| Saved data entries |
--- START ---

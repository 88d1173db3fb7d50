//! Capture lifecycle policy
//!
//! Capture costs CPU and bus bandwidth, so the worker runs only while some
//! consumer actually needs the live feed. A reentrant lock counter suspends
//! that policy entirely: image transfers (and any other bulk operation that
//! contends for the worker's context) increment it, forcing capture off
//! until the matching resume. Start and stop are idempotent, so the policy
//! can be re-evaluated every rendered frame from any number of call sites.

use std::sync::atomic::{AtomicI32, Ordering};
use std::sync::Arc;

use parking_lot::Mutex;

use crate::capture::worker::CaptureWorker;

/// Demand-and-lock gate around one [`CaptureWorker`].
pub struct CaptureLifecycle {
    worker: Arc<Mutex<CaptureWorker>>,
    locks: AtomicI32,
    local_address: String,
}

impl CaptureLifecycle {
    pub fn new(worker: CaptureWorker, local_address: impl Into<String>) -> Self {
        Self {
            worker: Arc::new(Mutex::new(worker)),
            locks: AtomicI32::new(0),
            local_address: local_address.into(),
        }
    }

    /// Shared handle to the gated worker.
    pub fn worker(&self) -> Arc<Mutex<CaptureWorker>> {
        Arc::clone(&self.worker)
    }

    pub fn lock_count(&self) -> i32 {
        self.locks.load(Ordering::SeqCst)
    }

    pub fn is_running(&self) -> bool {
        self.worker.lock().is_running()
    }

    /// Force capture off until the matching [`resume`](Self::resume).
    /// Reentrant: overlapping suspends stack.
    pub fn suspend(&self) {
        self.locks.fetch_add(1, Ordering::SeqCst);
        self.worker.lock().stop();
    }

    /// Release one suspend. Restart is left to the next [`update`](Self::update)
    /// so redundant resume/start pairs cannot race.
    pub fn resume(&self) {
        let prev = self.locks.fetch_sub(1, Ordering::SeqCst);
        if prev <= 0 {
            log::warn!("capture resume without matching suspend");
            self.locks.store(0, Ordering::SeqCst);
        }
    }

    /// Run `f` with capture suspended.
    pub fn suspended<R>(&self, f: impl FnOnce() -> R) -> R {
        self.suspend();
        let result = f();
        self.resume();
        result
    }

    /// Re-evaluate the policy. Called once per rendered frame.
    ///
    /// The worker must be running iff no suspend is outstanding and some
    /// consumer demands the live feed. Non-host nodes no-op inside
    /// `CaptureWorker::start` but still track shared state consistently.
    pub fn update(&self, demand: bool) {
        let mut worker = self.worker.lock();
        let should_run = demand && self.locks.load(Ordering::SeqCst) == 0;

        if should_run {
            if !worker.is_running() {
                worker.start(&self.local_address);
            }
        } else if worker.is_running() {
            worker.stop();
        }
    }
}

--- END ---

| EXERCISE OBJECTIVE |
Could you output all of the records above exactly as given?

| SOLVED PROBLEM |
repository 88d1173db3fb7d50
//! Capture lifecycle policy
//!
//! Capture costs CPU and bus bandwidth, so the worker runs only while some
//! consumer actually needs the live feed. A reentrant lock counter suspends
//! that policy entirely: image transfers (and any other bulk operation that
//! contends for the worker's context) increment it, forcing capture off
//! until the matching resume. Start and stop are idempotent, so the policy
//! can be re-evaluated every rendered frame from any number of call sites.

use std::sync::atomic::{AtomicI32, Ordering};
use std::sync::Arc;

use parking_lot::Mutex;

use crate::capture::worker::CaptureWorker;

/// Demand-and-lock gate around one [`CaptureWorker`].
pub struct CaptureLifecycle {
    worker: Arc<Mutex<CaptureWorker>>,
    locks: AtomicI32,
    local_address: String,
}

impl CaptureLifecycle {
    pub fn new(worker: CaptureWorker, local_address: impl Into<String>) -> Self {
        Self {
            worker: Arc::new(Mutex::new(worker)),
            locks: AtomicI32::new(0),
            local_address: local_address.into(),
        }
    }

    /// Shared handle to the gated worker.
    pub fn worker(&self) -> Arc<Mutex<CaptureWorker>> {
        Arc::clone(&self.worker)
    }

    pub fn lock_count(&self) -> i32 {
        self.locks.load(Ordering::SeqCst)
    }

    pub fn is_running(&self) -> bool {
        self.worker.lock().is_running()
    }

    /// Force capture off until the matching [`resume`](Self::resume).
    /// Reentrant: overlapping suspends stack.
    pub fn suspend(&self) {
        self.locks.fetch_add(1, Ordering::SeqCst);
        self.worker.lock().stop();
    }

    /// Release one suspend. Restart is left to the next [`update`](Self::update)
    /// so redundant resume/start pairs cannot race.
    pub fn resume(&self) {
        let prev = self.locks.fetch_sub(1, Ordering::SeqCst);
        if prev <= 0 {
            log::warn!("capture resume without matching suspend");
            self.locks.store(0, Ordering::SeqCst);
        }
    }

    /// Run `f` with capture suspended.
    pub fn suspended<R>(&self, f: impl FnOnce() -> R) -> R {
        self.suspend();
        let result = f();
        self.resume();
        result
    }

    /// Re-evaluate the policy. Called once per rendered frame.
    ///
    /// The worker must be running iff no suspend is outstanding and some
    /// consumer demands the live feed. Non-host nodes no-op inside
    /// `CaptureWorker::start` but still track shared state consistently.
    pub fn update(&self, demand: bool) {
        let mut worker = self.worker.lock();
        let should_run = demand && self.locks.load(Ordering::SeqCst) == 0;

        if should_run {
            if !worker.is_running() {
                worker.start(&self.local_address);
            }
        } else if worker.is_running() {
            worker.stop();
        }
    }
}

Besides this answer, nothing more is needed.